Tensão EUA x Venezuela
Adicionada atualização de 09/01/2026 sobre o controle direto dos EUA nas negociações do petróleo venezuelano, a criação de contas controladas para receitas e o acordo de compra de produtos americanos pela Venezuela.
A tensão entre os Estados Unidos e a Venezuela intensificou-se significativamente no final de 2025 e início de 2026, marcada por uma transição de sanções econômicas para o controle direto dos recursos venezuelanos pelos EUA. Após a captura de Nicolás Maduro em 3 de janeiro de 2026, a administração de Donald Trump passou a intermediar diretamente a comercialização do petróleo venezuelano. Sob um novo arranjo econômico, a receita das vendas é depositada em contas controladas pelos EUA e destinada prioritariamente à compra de produtos americanos. A presidente Delcy Rodríguez tem sinalizado abertura para relações energéticas de benefício mútuo, enquanto líderes regionais como Lula e Gustavo Petro acompanham a crise com preocupação.

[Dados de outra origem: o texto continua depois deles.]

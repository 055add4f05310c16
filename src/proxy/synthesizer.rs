//! Proxy type synthesis: dispatch table emission from compiled chains.
//!
//! The synthesizer turns one frozen registration snapshot into a
//! [`ProxyTypeDescriptor`]: it decides which members receive an override
//! entry, compiles one chain per overridden member, and stamps the generated
//! type's identity. Interface members always receive an entry (strict
//! override semantics require a body for every interface member); class
//! members receive one only when at least one interceptor applies, so
//! unintercepted class members fall through to inherited behavior with no
//! chain overhead.
//!
//! Synthesis is pure CPU-bound construction; chain compilation across members
//! is independent and runs in parallel.

use std::collections::HashMap;
use std::sync::atomic::{AtomicU32, Ordering};

use rayon::prelude::*;

use crate::interception::chain;
use crate::interception::invocation::InterceptHandlerRc;
use crate::interception::RegistrySnapshot;
use crate::model::{MemberRc, Token, TypeSig};
use crate::proxy::analyzer::PrototypeDescriptor;
use crate::proxy::descriptor::ProxyTypeDescriptor;
use crate::Result;

/// Process-wide row allocator for synthesized type tokens.
static NEXT_PROXY_ROW: AtomicU32 = AtomicU32::new(1);

/// Emits the proxy type for `descriptor` from the frozen `snapshot`.
///
/// # Errors
/// Returns [`Error::TypeSynthesis`](crate::Error::TypeSynthesis) if a member
/// signature cannot be faithfully reproduced on the generated type.
pub(crate) fn synthesize(
    descriptor: &PrototypeDescriptor,
    snapshot: &RegistrySnapshot,
) -> Result<ProxyTypeDescriptor> {
    let prototype = descriptor.prototype();
    let is_interface = prototype.is_interface();

    for member in descriptor.overridable_members() {
        validate_reproducible(member)?;
    }

    // One plan per member that needs an override entry, with its applicable
    // handlers resolved in registration order per scope.
    let plans: Vec<(MemberRc, Vec<InterceptHandlerRc>, Vec<InterceptHandlerRc>)> = descriptor
        .overridable_members()
        .iter()
        .filter_map(|member| {
            let member_scoped = snapshot
                .member_scoped
                .get(&member.token)
                .cloned()
                .unwrap_or_default();
            let type_scoped: Vec<InterceptHandlerRc> = snapshot
                .type_scoped
                .iter()
                .filter(|registration| {
                    registration
                        .filter
                        .as_ref()
                        .map_or(true, |filter| filter(member))
                })
                .map(|registration| registration.handler.clone())
                .collect();

            let intercepted = !member_scoped.is_empty() || !type_scoped.is_empty();
            (is_interface || intercepted)
                .then(|| (member.clone(), member_scoped, type_scoped))
        })
        .collect();

    let overrides: HashMap<Token, chain::CompiledChain> = plans
        .into_par_iter()
        .map(|(member, member_scoped, type_scoped)| {
            let compiled = chain::compile(&member, &member_scoped, &type_scoped);
            (member.token, compiled)
        })
        .collect();

    let members: HashMap<Token, MemberRc> = descriptor
        .overridable_members()
        .iter()
        .map(|member| (member.token, member.clone()))
        .collect();

    Ok(ProxyTypeDescriptor {
        token: Token::proxy(NEXT_PROXY_ROW.fetch_add(1, Ordering::Relaxed)),
        name: format!("<Proxy>{}", prototype.name),
        prototype: prototype.clone(),
        members,
        overrides,
    })
}

/// Checks that a member signature can be reproduced on the generated member:
/// every generic position must refer to a parameter the member declares.
fn validate_reproducible(member: &MemberRc) -> Result<()> {
    let arity = member.signature.generic_arity();
    let check = |sig: &TypeSig| -> Result<()> {
        if let TypeSig::Var(var) = sig {
            if usize::from(*var) >= arity {
                return Err(synthesis_error!(
                    "member '{}' refers to generic parameter {} outside its arity {}",
                    member.name,
                    var,
                    arity
                ));
            }
        }
        Ok(())
    };

    for param in &member.signature.params {
        check(&param.sig)?;
    }
    check(&member.signature.returns)
}

#[cfg(test)]
mod tests {
    use std::sync::Arc;

    use super::*;
    use crate::interception::{InterceptorRegistry, MemberSelector};
    use crate::model::{
        ChainValue, Member, MemberFlags, MemberSignature, ParamSig, Prototype, PrototypeBuilder,
        PrototypeFlags, PrototypeKind, PrototypeRegistry,
    };
    use crate::proxy::analyzer;
    use crate::Error;

    fn registry() -> Arc<PrototypeRegistry> {
        Arc::new(PrototypeRegistry::new())
    }

    fn snapshot_from(members: Vec<MemberRc>, registered: &[MemberRc]) -> RegistrySnapshot {
        let interceptors = InterceptorRegistry::new(members);
        for member in registered {
            interceptors
                .register(
                    Arc::new(|invocation| invocation.proceed()),
                    &MemberSelector::Members(vec![member.clone()]),
                )
                .unwrap();
        }
        interceptors.freeze().unwrap()
    }

    #[test]
    fn test_interface_members_always_overridden() {
        let prototype = PrototypeBuilder::new(registry())
            .interface("MyApp", "ICalculator")
            .method("add", |m| {
                m.param::<i32>("a").param::<i32>("b").returns::<i32>()
            })
            .build()
            .unwrap();
        let descriptor = analyzer::analyze(&prototype).unwrap();
        let snapshot = snapshot_from(descriptor.overridable_members().to_vec(), &[]);

        let proxy_type = synthesize(&descriptor, &snapshot).unwrap();
        let member = descriptor.find_by_name("add").unwrap();
        assert!(proxy_type.is_overridden(member.token));
        assert_eq!(proxy_type.stage_count(member.token), Some(0));
    }

    #[test]
    fn test_unintercepted_class_members_not_overridden() {
        let prototype = PrototypeBuilder::new(registry())
            .class("MyApp", "Calculator")
            .default_constructor(|_| Ok(Arc::new(())))
            .method("add", |m| {
                m.param::<i32>("a")
                    .param::<i32>("b")
                    .returns::<i32>()
                    .body(|call| {
                        Ok(ChainValue::boxed(call.arg::<i32>(0)? + call.arg::<i32>(1)?))
                    })
            })
            .method("sub", |m| {
                m.param::<i32>("a")
                    .param::<i32>("b")
                    .returns::<i32>()
                    .body(|call| {
                        Ok(ChainValue::boxed(call.arg::<i32>(0)? - call.arg::<i32>(1)?))
                    })
            })
            .build()
            .unwrap();
        let descriptor = analyzer::analyze(&prototype).unwrap();

        let intercepted = descriptor.find_by_name("add").unwrap().clone();
        let snapshot = snapshot_from(
            descriptor.overridable_members().to_vec(),
            &[intercepted.clone()],
        );

        let proxy_type = synthesize(&descriptor, &snapshot).unwrap();
        assert!(proxy_type.is_overridden(intercepted.token));
        let plain = descriptor.find_by_name("sub").unwrap();
        assert!(!proxy_type.is_overridden(plain.token));
        assert_eq!(proxy_type.override_count(), 1);
    }

    #[test]
    fn test_irreproducible_signature_fails_synthesis() {
        // Hand-built member referring to a generic parameter it never
        // declares; the fluent builder rejects this shape, synthesis must too.
        let members = Arc::new(boxcar::Vec::new());
        members.push(Arc::new(Member {
            token: Token::member(900),
            name: "broken".to_string(),
            declaring: Token::prototype(900),
            flags: MemberFlags::PUBLIC | MemberFlags::VIRTUAL,
            signature: MemberSignature {
                params: vec![ParamSig {
                    name: "x".to_string(),
                    sig: TypeSig::Var(0),
                }],
                returns: TypeSig::Void,
                generic_params: Vec::new(),
            },
            body: None,
            declared_interceptors: Vec::new(),
        }));
        let prototype = Arc::new(Prototype {
            token: Token::prototype(900),
            namespace: "MyApp".to_string(),
            name: "IBroken".to_string(),
            kind: PrototypeKind::Interface,
            flags: PrototypeFlags::PUBLIC,
            members,
            constructors: Arc::new(boxcar::Vec::new()),
            generic_params: Arc::new(boxcar::Vec::new()),
            declared_interceptors: Arc::new(boxcar::Vec::new()),
        });
        let descriptor = analyzer::analyze(&prototype).unwrap();
        let snapshot = snapshot_from(descriptor.overridable_members().to_vec(), &[]);

        let result = synthesize(&descriptor, &snapshot);
        assert!(matches!(result, Err(Error::TypeSynthesis { .. })));
    }

    #[test]
    fn test_synthesized_tokens_are_unique() {
        let prototype = PrototypeBuilder::new(registry())
            .interface("MyApp", "IThing")
            .method("get", |m| m.returns::<i32>())
            .build()
            .unwrap();
        let descriptor = analyzer::analyze(&prototype).unwrap();

        let first = synthesize(
            &descriptor,
            &snapshot_from(descriptor.overridable_members().to_vec(), &[]),
        )
        .unwrap();
        let second = synthesize(
            &descriptor,
            &snapshot_from(descriptor.overridable_members().to_vec(), &[]),
        )
        .unwrap();

        assert_ne!(first.token(), second.token());
        assert_eq!(first.name(), "<Proxy>IThing");
    }
}
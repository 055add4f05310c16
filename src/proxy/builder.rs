//! The proxy builder: configuration surface and memoized type synthesis.
//!
//! A [`ProxyBuilder`] owns one proxy configuration: the analyzed prototype
//! descriptor plus the interceptor registry. Interceptors declared on the
//! prototype itself (the attribute equivalents) are consumed when the builder
//! is created; explicit registrations are appended afterwards in call order.
//!
//! The first build request freezes the configuration, compiles every chain,
//! and caches the resulting [`ProxyTypeDescriptor`]; subsequent build
//! requests return the cached descriptor. Two threads racing the first build
//! observe the same descriptor - the build runs exactly once. A synthesis
//! failure permanently poisons the builder: later build calls re-raise it,
//! generation is never retried.
//!
//! # Examples
//!
//! ```rust
//! use proxyforge::model::{ChainValue, PrototypeBuilder, PrototypeRegistry};
//! use proxyforge::{MemberSelector, ProxyBuilder};
//! use std::sync::Arc;
//!
//! let registry = Arc::new(PrototypeRegistry::new());
//! let prototype = PrototypeBuilder::new(registry)
//!     .interface("MyApp", "ICalculator")
//!     .method("add", |m| {
//!         m.param::<i32>("a").param::<i32>("b").returns::<i32>().body(|call| {
//!             Ok(ChainValue::boxed(call.arg::<i32>(0)? + call.arg::<i32>(1)?))
//!         })
//!     })
//!     .build()?;
//!
//! let builder = ProxyBuilder::new(&prototype)?;
//! builder.register(
//!     Arc::new(|invocation| invocation.proceed()),
//!     &MemberSelector::All,
//! )?;
//!
//! let instance = builder.create_instance()?;
//! let result = instance.invoke_by_name("add", vec![ChainValue::boxed(2i32), ChainValue::boxed(3i32)])?;
//! assert_eq!(result.unbox::<i32>()?, 5);
//! # Ok::<(), proxyforge::Error>(())
//! ```

use std::sync::{Arc, OnceLock};

use dashmap::DashMap;

use crate::interception::invocation::{InterceptHandlerRc, MemberPredicate, TargetRc};
use crate::interception::{DeclaredInterceptors, InterceptSource, InterceptorRegistry, MemberSelector};
use crate::model::{ChainValue, Constructor, PrototypeRc, TypeSig};
use crate::proxy::analyzer::{self, PrototypeDescriptor};
use crate::proxy::descriptor::{ProxyObject, ProxyTypeDescriptor};
use crate::proxy::synthesizer;
use crate::{Error, Result};

/// Process-wide cache of default builders, keyed by prototype identity.
static DEFAULT_BUILDERS: OnceLock<DashMap<usize, Arc<ProxyBuilder>>> = OnceLock::new();

/// Result of the one-shot build, kept for every later build call.
enum BuildOutcome {
    Built(Arc<ProxyTypeDescriptor>),
    /// Synthesis failed; the message re-raises on every subsequent build
    Failed(String),
}

/// Builds a proxy type from a prototype and a set of interceptor registrations.
pub struct ProxyBuilder {
    descriptor: PrototypeDescriptor,
    registry: InterceptorRegistry,
    built: OnceLock<BuildOutcome>,
}

impl ProxyBuilder {
    /// Creates a builder for `prototype`.
    ///
    /// The prototype is validated and its overridable members enumerated;
    /// interceptors declared on the prototype and its members are consumed
    /// before the builder is handed out, so explicit registrations order
    /// after them within each scope.
    ///
    /// # Errors
    /// Returns [`Error::InvalidPrototype`] if the prototype fails the
    /// eligibility checks.
    pub fn new(prototype: &PrototypeRc) -> Result<Self> {
        let descriptor = analyzer::analyze(prototype)?;
        let registry = InterceptorRegistry::new(descriptor.overridable_members().to_vec());

        let builder = ProxyBuilder {
            descriptor,
            registry,
            built: OnceLock::new(),
        };
        builder.apply_source(&DeclaredInterceptors::new(prototype))?;
        Ok(builder)
    }

    /// Returns the process-wide default builder for `prototype`, creating it
    /// on first use.
    ///
    /// Distinct explicitly-created builders for the same prototype may
    /// coexist with the default; only the default is memoized here.
    ///
    /// # Errors
    /// Returns [`Error::InvalidPrototype`] if the prototype fails the
    /// eligibility checks.
    pub fn default_for(prototype: &PrototypeRc) -> Result<Arc<ProxyBuilder>> {
        let cache = DEFAULT_BUILDERS.get_or_init(DashMap::new);
        let key = Arc::as_ptr(prototype) as usize;

        if let Some(existing) = cache.get(&key) {
            return Ok(existing.clone());
        }
        let builder = Arc::new(ProxyBuilder::new(prototype)?);
        Ok(cache.entry(key).or_insert(builder).clone())
    }

    /// The analyzed prototype descriptor this builder works from
    #[must_use]
    pub fn descriptor(&self) -> &PrototypeDescriptor {
        &self.descriptor
    }

    /// The prototype this builder derives from
    #[must_use]
    pub fn prototype(&self) -> &PrototypeRc {
        self.descriptor.prototype()
    }

    /// Registers a member-scoped interceptor for every member the selector
    /// matches, preserving call-site order.
    ///
    /// # Errors
    /// - [`Error::BuildAlreadyFinalized`] once the proxy type has been built
    /// - [`Error::InvalidArgument`] if an explicit member set is empty
    /// - [`Error::MemberNotOverridable`] if an explicit member is not part of
    ///   the prototype's overridable member set
    pub fn register(&self, handler: InterceptHandlerRc, selector: &MemberSelector) -> Result<()> {
        self.registry.register(handler, selector)
    }

    /// Registers a type-scoped interceptor applied to every qualifying member.
    ///
    /// # Errors
    /// Returns [`Error::BuildAlreadyFinalized`] once the proxy type has been
    /// built.
    pub fn register_for_type(&self, handler: InterceptHandlerRc) -> Result<()> {
        self.registry.register_for_type(handler)
    }

    /// Registers a type-scoped interceptor narrowed by its own applicability
    /// predicate.
    ///
    /// # Errors
    /// Returns [`Error::BuildAlreadyFinalized`] once the proxy type has been
    /// built.
    pub fn register_for_type_filtered(
        &self,
        handler: InterceptHandlerRc,
        filter: MemberPredicate,
    ) -> Result<()> {
        self.registry.register_for_type_filtered(handler, filter)
    }

    /// Applies every registration an [`InterceptSource`] enumerates, in its
    /// order.
    ///
    /// # Errors
    /// As [`ProxyBuilder::register`] and [`ProxyBuilder::register_for_type`].
    pub fn apply_source(&self, source: &dyn InterceptSource) -> Result<()> {
        for (handler, selector) in source.member_scoped() {
            self.registry.register(handler, &selector)?;
        }
        for (handler, filter) in source.type_scoped() {
            match filter {
                Some(filter) => self.registry.register_for_type_filtered(handler, filter)?,
                None => self.registry.register_for_type(handler)?,
            }
        }
        Ok(())
    }

    /// True once the first build request has run (successfully or not)
    #[must_use]
    pub fn is_built(&self) -> bool {
        self.built.get().is_some()
    }

    /// Builds the proxy type, freezing further registration.
    ///
    /// The build runs exactly once per builder; every later call - including
    /// calls racing the first from other threads - observes the same cached
    /// descriptor. A failed build poisons the builder permanently.
    ///
    /// # Errors
    /// Returns [`Error::TypeSynthesis`] if synthesis failed, now or on the
    /// first attempt.
    pub fn build(&self) -> Result<Arc<ProxyTypeDescriptor>> {
        let outcome = self.built.get_or_init(|| {
            let result = self
                .registry
                .freeze()
                .and_then(|snapshot| synthesizer::synthesize(&self.descriptor, &snapshot));
            match result {
                Ok(descriptor) => BuildOutcome::Built(Arc::new(descriptor)),
                Err(error) => BuildOutcome::Failed(error.to_string()),
            }
        });

        match outcome {
            BuildOutcome::Built(descriptor) => Ok(descriptor.clone()),
            BuildOutcome::Failed(message) => Err(synthesis_error!("{}", message)),
        }
    }

    /// Creates an instance of the proxy type using the parameterless
    /// constructor.
    ///
    /// # Errors
    /// - Whatever [`ProxyBuilder::build`] surfaces
    /// - [`Error::MissingAccessibleConstructor`] if no parameterless
    ///   constructor is accessible
    pub fn create_instance(&self) -> Result<ProxyObject> {
        self.create_instance_with(Vec::new())
    }

    /// Creates an instance of the proxy type, selecting the first accessible
    /// constructor whose signature matches the supplied arguments.
    ///
    /// Interfaces without declared constructors accept an empty argument
    /// vector and dispatch against unit state.
    ///
    /// # Errors
    /// - Whatever [`ProxyBuilder::build`] surfaces
    /// - [`Error::MissingAccessibleConstructor`] if no declared constructor
    ///   matches
    pub fn create_instance_with(&self, args: Vec<ChainValue>) -> Result<ProxyObject> {
        let descriptor = self.build()?;
        let prototype = self.prototype();

        let target: TargetRc = match prototype
            .constructors
            .iter()
            .find(|(_, ctor)| constructor_matches(ctor, &args))
        {
            Some((_, ctor)) => (ctor.body)(&args)?,
            None if prototype.is_interface()
                && prototype.constructors.count() == 0
                && args.is_empty() =>
            {
                Arc::new(())
            }
            None => return Err(Error::MissingAccessibleConstructor),
        };

        Ok(ProxyObject::new(descriptor, target))
    }
}

/// True if `ctor` is accessible and its signature accepts `args`.
fn constructor_matches(ctor: &Constructor, args: &[ChainValue]) -> bool {
    ctor.public
        && ctor.params.len() == args.len()
        && ctor
            .params
            .iter()
            .zip(args)
            .all(|(param, arg)| match (&param.sig, arg) {
                (TypeSig::Concrete(key), ChainValue::Boxed { key: found, .. }) => found == key,
                (TypeSig::Concrete(_), ChainValue::Null) => true,
                _ => false,
            })
}

#[cfg(test)]
mod tests {
    use std::sync::Mutex;

    use super::*;
    use crate::model::{PrototypeBuilder, PrototypeRegistry};

    fn registry() -> Arc<PrototypeRegistry> {
        Arc::new(PrototypeRegistry::new())
    }

    fn calculator(registry: &Arc<PrototypeRegistry>) -> PrototypeRc {
        PrototypeBuilder::new(registry.clone())
            .interface("MyApp", "ICalculator")
            .method("add", |m| {
                m.param::<i32>("a")
                    .param::<i32>("b")
                    .returns::<i32>()
                    .body(|call| {
                        Ok(ChainValue::boxed(call.arg::<i32>(0)? + call.arg::<i32>(1)?))
                    })
            })
            .build()
            .unwrap()
    }

    #[test]
    fn test_build_is_memoized() {
        let builder = ProxyBuilder::new(&calculator(&registry())).unwrap();
        let first = builder.build().unwrap();
        let second = builder.build().unwrap();
        assert!(Arc::ptr_eq(&first, &second));
    }

    #[test]
    fn test_registration_after_build_fails() {
        let builder = ProxyBuilder::new(&calculator(&registry())).unwrap();
        builder.build().unwrap();

        let result = builder.register(
            Arc::new(|invocation| invocation.proceed()),
            &MemberSelector::All,
        );
        assert!(matches!(result, Err(Error::BuildAlreadyFinalized)));

        let type_scoped = builder.register_for_type(Arc::new(|invocation| invocation.proceed()));
        assert!(matches!(type_scoped, Err(Error::BuildAlreadyFinalized)));
    }

    #[test]
    fn test_racing_first_builds_observe_same_descriptor() {
        let builder = Arc::new(ProxyBuilder::new(&calculator(&registry())).unwrap());

        let handles: Vec<_> = (0..8)
            .map(|_| {
                let builder = builder.clone();
                std::thread::spawn(move || builder.build().unwrap())
            })
            .collect();

        let descriptors: Vec<_> = handles.into_iter().map(|h| h.join().unwrap()).collect();
        for descriptor in &descriptors[1..] {
            assert!(Arc::ptr_eq(&descriptors[0], descriptor));
        }
    }

    #[test]
    fn test_default_builder_is_cached_per_prototype() {
        let registry = registry();
        let prototype = calculator(&registry);

        let first = ProxyBuilder::default_for(&prototype).unwrap();
        let second = ProxyBuilder::default_for(&prototype).unwrap();
        assert!(Arc::ptr_eq(&first, &second));

        // A distinct explicitly-created builder may coexist with the default.
        let explicit = ProxyBuilder::new(&prototype).unwrap();
        assert!(!std::ptr::eq(first.as_ref(), &explicit));
    }

    #[test]
    fn test_create_instance_with_matching_constructor() {
        let prototype = PrototypeBuilder::new(registry())
            .class("MyApp", "Counter")
            .constructor(
                |ctor| ctor.param::<i32>("seed"),
                |args| {
                    let seed = args[0].unbox::<i32>()?;
                    Ok(Arc::new(Mutex::new(seed)))
                },
            )
            .method("get", |m| {
                m.returns::<i32>().body(|call| {
                    let counter = call.target::<Mutex<i32>>()?;
                    let value = *counter.lock().map_err(|_| Error::LockError)?;
                    Ok(ChainValue::boxed(value))
                })
            })
            .build()
            .unwrap();
        let builder = ProxyBuilder::new(&prototype).unwrap();

        let instance = builder
            .create_instance_with(vec![ChainValue::boxed(41i32)])
            .unwrap();
        let result = instance.invoke_by_name("get", Vec::new()).unwrap();
        assert_eq!(result.unbox::<i32>().unwrap(), 41);
    }

    #[test]
    fn test_create_instance_without_matching_constructor() {
        let prototype = PrototypeBuilder::new(registry())
            .class("MyApp", "Strict")
            .constructor(|ctor| ctor.param::<i32>("seed"), |_| Ok(Arc::new(())))
            .method("noop", |m| m.body(|_| Ok(ChainValue::void())))
            .build()
            .unwrap();
        let builder = ProxyBuilder::new(&prototype).unwrap();

        // Wrong arity.
        let no_args = builder.create_instance();
        assert!(matches!(no_args, Err(Error::MissingAccessibleConstructor)));

        // Wrong argument type.
        let wrong_type =
            builder.create_instance_with(vec![ChainValue::boxed(String::from("seed"))]);
        assert!(matches!(
            wrong_type,
            Err(Error::MissingAccessibleConstructor)
        ));
    }

    #[test]
    fn test_interface_without_constructor_gets_unit_state() {
        let builder = ProxyBuilder::new(&calculator(&registry())).unwrap();
        let instance = builder.create_instance().unwrap();
        assert!(instance.target::<()>().is_ok());
    }

    #[test]
    fn test_invoking_foreign_member_fails() {
        let registry = registry();
        let builder = ProxyBuilder::new(&calculator(&registry)).unwrap();
        let instance = builder.create_instance().unwrap();

        let other = PrototypeBuilder::new(registry)
            .interface("MyApp", "IOther")
            .method("other", |m| m.returns::<i32>())
            .build()
            .unwrap();
        let foreign = other.member_by_name("other").unwrap();

        let result = instance.invoke(&foreign, Vec::new());
        assert!(matches!(result, Err(Error::MemberNotFound(_))));
    }
}
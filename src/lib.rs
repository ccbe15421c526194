// SPDX-License-Identifier: GPL-3.0-or-later
// Copyright (C) 2026 Erik van der Tier

//! emitForge: pattern-driven pseudo-assembly translation with address
//! layout.
//!
//! Source lines are tokenized, matched against a registry of emitter
//! patterns, and translated to assembly text. Instruction lines additionally
//! become layout elements whose addresses and encodings are resolved by an
//! iterative fixed-point pass over the element sequence.

pub mod cli;
pub mod compiler;
pub mod core;
pub mod emit;
pub mod layout;

use std::fs::File;
use std::io::{self, BufReader, Read, Write};
use std::path::Path;

use crate::cli::CliConfig;
use crate::compiler::Compiler;
use crate::core::error::{EmitError, RunError};
use crate::emit::rules::default_context;
use crate::layout::output::{write_address_map_json, write_generated_output};

/// Outcome of a successful run, for the summary line.
#[derive(Debug, Clone, PartialEq, Eq)]
pub struct RunSummary {
    pub lines: u32,
    pub elements: usize,
    pub bytes: usize,
}

fn read_input(path: &Path) -> Result<String, EmitError> {
    if path.as_os_str() == "-" {
        let mut source = String::new();
        io::stdin().read_to_string(&mut source)?;
        return Ok(source);
    }
    let mut source = String::new();
    BufReader::new(File::open(path)?).read_to_string(&mut source)?;
    Ok(source)
}

/// Run one compilation unit per the validated CLI configuration: translate
/// the input, resolve layout, and route the requested outputs.
pub fn run_with_config(config: &CliConfig) -> Result<RunSummary, RunError> {
    let source = read_input(&config.input)?;
    let ctx = default_context()?;

    let mut translated = Vec::new();
    let mut compiler = Compiler::new(ctx, &mut translated);
    compiler.emit_user_comments = config.emit_user_comments;
    compiler.compile(source.as_bytes())?;
    let lines = compiler.line_count();
    let elements = compiler.element_count();
    let result = compiler.finish(config.base)?;

    match &config.output {
        Some(path) => {
            let mut file = File::create(path).map_err(EmitError::from)?;
            file.write_all(&translated).map_err(EmitError::from)?;
            write_generated_output(&mut file, config.base, &result.binary)
                .map_err(EmitError::from)?;
        }
        None => {
            io::stdout()
                .write_all(&translated)
                .map_err(EmitError::from)?;
        }
    }

    if let Some(path) = &config.binary {
        std::fs::write(path, &result.binary).map_err(EmitError::from)?;
    }

    if let Some(path) = &config.map {
        let mut file = File::create(path).map_err(EmitError::from)?;
        write_address_map_json(&mut file, &result.address_map).map_err(EmitError::from)?;
    }

    Ok(RunSummary {
        lines,
        elements,
        bytes: result.binary.len(),
    })
}
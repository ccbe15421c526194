// SPDX-License-Identifier: GPL-3.0-or-later
// Copyright (C) 2026 Erik van der Tier

//! Instruction elements and fixed-point address layout.

pub mod element;
pub mod engine;
pub mod instruction;
pub mod output;
// SPDX-License-Identifier: GPL-3.0-or-later
// Copyright (C) 2026 Erik van der Tier

//! Core front-end pieces: tokenization and error/diagnostic types.

pub mod error;
pub mod tokenizer;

As relações entre os Estados Unidos e a Venezuela deterioraram-se acentuadamente sob a presidência de Nicolás Maduro, a quem os EUA acusavam de liderar um regime ilegítimo vinculado ao narcotráfico. Após anos de sanções iniciadas em 2019, a estratégia americana mudou drasticamente em janeiro de 2026 com a captura de Maduro. O governo Trump passou a administrar os ativos petrolíferos do país, estabelecendo que empresas estrangeiras devem negociar diretamente com Washington para adquirir o óleo venezuelano. A China, historicamente o maior comprador da Venezuela (responsável por 68% das exportações recentes), agora enfrenta um cenário onde deve negociar com os EUA para manter seu suprimento.